Taking an Unfamiliar Path

It was the dark deep Scandinavian forest and I was walking down an unfamiliar path.

There was a soft rainfall. The pines and spruces grow tall here, but I could see the sun setting over the green treetops. A large number of mushrooms sat alongside the rough path – more than I have ever seen. Other than the rain it was quiet.

This is where I was born and where I grew up, and the woods will never cease to inspire me. Even more so in companionship with a favorite herb. The autumn day had been hot and it was still possible to only have a shirt on so I did – and in the breast pocket I had one hand rolled cigarette filled to the brim.

I spotted a moss covered boulder in the distance. I stepped over the mushrooms, off the path, towards it.

The stone was warm to the touch as I found a foothold and climbed on top of it. It had been both bigger and farther away than I had expected, and I made sure to mark the way back to the path because now it was getting dark. And it was getting dark quick, a bit quicker than I’d hoped.

Lichen stained my jeans when I got into a comfortable enough position, but now I was finally able to enjoy a smoke in peace. I took a lighter out and tried to light it with a ‘click’. I tried again but now instead of a ‘click’ there was a voice behind me.

A man’s voice said “hello” behind me and I turned round so quick I dropped the lighter.

There was a man standing among the trees some meters away from where I was sitting, his hands in the pockets of a large coat, with uncut hair and the dirtiest boots I had ever seen. Strangely enough his voice was clear and had a booming, almost commanding quality. I was more surprised than scared as he continued:

“Smoking?” he said and glanced at the cone I was holding in my hand. I nodded in answer (I was strangely not really able to talk).

“I have better. Come.”

He took one hand out of his pockets and made a sweeping motion over his shoulder, and when I glanced off in the distance I could see a cabin there which I had not seen before.

I don’t know why but I put my smoke back in my breast pocket, and then I jumped down from the boulder and started to follow the man.

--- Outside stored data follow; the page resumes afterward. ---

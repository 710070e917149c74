//! Transport layer for servo bus protocols.
//!
//! A packet engine talking to bus-connected servos only needs to read and
//! write bytes and know how long a byte takes on the wire. This crate
//! provides that contract ([`transport::Transport`]) and its
//! implementations: a direct serial port and a tunnel through a
//! CAN-to-serial bridge running in transparent conversion mode.

pub mod config;
pub mod diag;
pub mod error;
pub mod tracing;
pub mod transport;

pub use error::{Error, Result};
pub use transport::{
    can::{CanTunnelConfig, CanTunnelTransport, FrameFormat},
    serial::SerialTransport,
    PacketTimer, Transport,
};
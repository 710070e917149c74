//! Mock transport for testing.
//!
//! Behaves like an always-present serial port backed by memory. Tests keep
//! a [`MockHandle`] to feed received bytes and inspect what was written after
//! the transport itself has been moved into a wrapper such as the CAN tunnel.

use std::collections::VecDeque;
use std::io;
use std::sync::Arc;

use parking_lot::Mutex;

use super::{check_baud_rate, msec_per_byte, PortSettings, Transport, DEFAULT_BAUD_RATE};
use crate::error::{Error, Result};

#[derive(Debug, Default)]
struct MockState {
    open: bool,
    fail_open: bool,
    fail_clear: bool,
    open_count: usize,
    close_count: usize,
    io_calls: usize,
    last_settings: Option<PortSettings>,
    written: Vec<Vec<u8>>,
    rx: VecDeque<u8>,
}

/// In-memory transport.
pub struct MockTransport {
    port_name: String,
    baud_rate: u32,
    msec_per_byte: f64,
    state: Arc<Mutex<MockState>>,
}

/// Inspection and injection handle for a [`MockTransport`].
#[derive(Clone)]
pub struct MockHandle {
    state: Arc<Mutex<MockState>>,
}

impl MockTransport {
    pub fn new(port_name: impl Into<String>) -> (Self, MockHandle) {
        let state = Arc::new(Mutex::new(MockState::default()));
        let transport = Self {
            port_name: port_name.into(),
            baud_rate: DEFAULT_BAUD_RATE,
            msec_per_byte: msec_per_byte(DEFAULT_BAUD_RATE),
            state: state.clone(),
        };
        (transport, MockHandle { state })
    }

    fn not_open(&self) -> Error {
        Error::NotOpen {
            port: self.port_name.clone(),
        }
    }
}

impl MockHandle {
    /// Queue bytes as if the device had sent them.
    pub fn push_rx(&self, bytes: &[u8]) {
        self.state.lock().rx.extend(bytes.iter().copied());
    }

    /// Every successful write, in order.
    pub fn written(&self) -> Vec<Vec<u8>> {
        self.state.lock().written.clone()
    }

    /// Reads, writes, and buffer operations that reached the open channel.
    pub fn io_calls(&self) -> usize {
        self.state.lock().io_calls
    }

    pub fn open_count(&self) -> usize {
        self.state.lock().open_count
    }

    /// Times an open channel was released.
    pub fn close_count(&self) -> usize {
        self.state.lock().close_count
    }

    pub fn is_open(&self) -> bool {
        self.state.lock().open
    }

    pub fn last_settings(&self) -> Option<PortSettings> {
        self.state.lock().last_settings
    }

    /// Make subsequent opens fail as if the device were missing.
    pub fn set_fail_open(&self, fail: bool) {
        self.state.lock().fail_open = fail;
    }

    /// Make `clear_input` fail while open.
    pub fn set_fail_clear(&self, fail: bool) {
        self.state.lock().fail_clear = fail;
    }
}

impl Transport for MockTransport {
    fn port_name(&self) -> &str {
        &self.port_name
    }

    fn is_open(&self) -> bool {
        self.state.lock().open
    }

    fn open_with(&mut self, settings: &PortSettings) -> Result<()> {
        self.close();

        let mut state = self.state.lock();
        if state.fail_open {
            return Err(Error::PortClaim {
                port: self.port_name.clone(),
                source: tokio_serial::Error::new(
                    tokio_serial::ErrorKind::NoDevice,
                    "mock port unavailable",
                ),
            });
        }
        state.open = true;
        state.open_count += 1;
        state.last_settings = Some(*settings);
        self.msec_per_byte = msec_per_byte(self.baud_rate);
        Ok(())
    }

    fn close(&mut self) {
        let mut state = self.state.lock();
        if state.open {
            state.open = false;
            state.close_count += 1;
        }
    }

    fn baud_rate(&self) -> u32 {
        self.baud_rate
    }

    fn set_baud_rate(&mut self, baud_rate: u32) -> Result<()> {
        self.baud_rate = check_baud_rate(baud_rate)?;
        self.msec_per_byte = msec_per_byte(baud_rate);
        Ok(())
    }

    fn msec_per_byte(&self) -> f64 {
        self.msec_per_byte
    }

    fn bytes_available(&mut self) -> Result<usize> {
        let mut state = self.state.lock();
        if !state.open {
            return Err(self.not_open());
        }
        state.io_calls += 1;
        Ok(state.rx.len())
    }

    fn clear_input(&mut self) -> Result<()> {
        let mut state = self.state.lock();
        if !state.open {
            return Err(self.not_open());
        }
        state.io_calls += 1;
        if state.fail_clear {
            return Err(Error::Io(io::Error::other("mock flush failed")));
        }
        state.rx.clear();
        Ok(())
    }

    fn read(&mut self, max_len: usize) -> Result<Vec<u8>> {
        let mut state = self.state.lock();
        if !state.open {
            return Err(self.not_open());
        }
        state.io_calls += 1;
        let n = max_len.min(state.rx.len());
        Ok(state.rx.drain(..n).collect())
    }

    fn write(&mut self, bytes: &[u8]) -> Result<usize> {
        let mut state = self.state.lock();
        if !state.open {
            return Err(self.not_open());
        }
        state.io_calls += 1;
        state.written.push(bytes.to_vec());
        Ok(bytes.len())
    }
}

From outside the cabin looked like any other cabin, perhaps a few years past its prime, but ordinary enough. The man opened the door with a grunt. It was the only sound he had made since the boulder, and, silent again, he motioned to a chair beside a table. I sat down inside in a room which was surprisingly big considering the size of the cabin. It was as ordinary as the outside and I did not really have time to notice much because with a bang the man slammed something down on the table.

It was a hollowed out elk’s horn, about the length of a hand. It had a manufactured mouthpiece and bowl. I have never seen a pipe like it. Running across the length of the horn were carvings in languages and symbols I did not understand. Hanging from a cord attached to the pipe were a leather pouch. I could smell the contents from here – a dank aroma I could not mistake, but with a hint of something sweet I was unable to place.

I watched the man’s hands deftly disappear into the pouch, lifting up big pinches of plant matter which looked like they were dipped in crystal. When the autumnal sun met the man’s working hands you could see great gleaming clouds of plant dust swirling around. The aroma filled the room. My eyes were transfixed at the pipe, which bowl now was half full. With almost non-human speed the man’s shabby fingers separated great frosted pieces and ground them with his long, dirty fingernails. For every new pinch I grew more and more involved, and my vision narrowed until all I could see or think about was the smoking instrument being readied before me.

At last the bowl was thoroughly filled and the man paused and slowly leaned back. I sat, hunched forward, my arms resting on the table and I could feel myself grabbing for the pipe. As I reached for it he started to laugh, a coarse, snarling laughter. I felt like I was in a trance, and it seemed as if my hands were moving by their own accord as I lifted the pipe up and put the mouthpiece at my lips. The sensation of the pipe against both my skin and lips was cold to the point of freezing – but I could not stop myself.

The laughter continued. The man now almost sounded like a barking dog, and his entire body shook so that each grotesque half-bark, half-laugh filled the air with dust and grime. My vision began to go blurry, but through the haze I could see the figure of the man preparing to set fire to the bowl. From what, or where, he conjured the flame I do not know, as the sweet and heavy smoke rolled over my tongue. I tensed up and began to draw the smoke back into my lungs, … then I suddenly noticed something curled up on the floor behind the stranger, something like a big rat’s tail with a great ball of fur on the end, something hanging down from under the man’s trench coat. It was a tail.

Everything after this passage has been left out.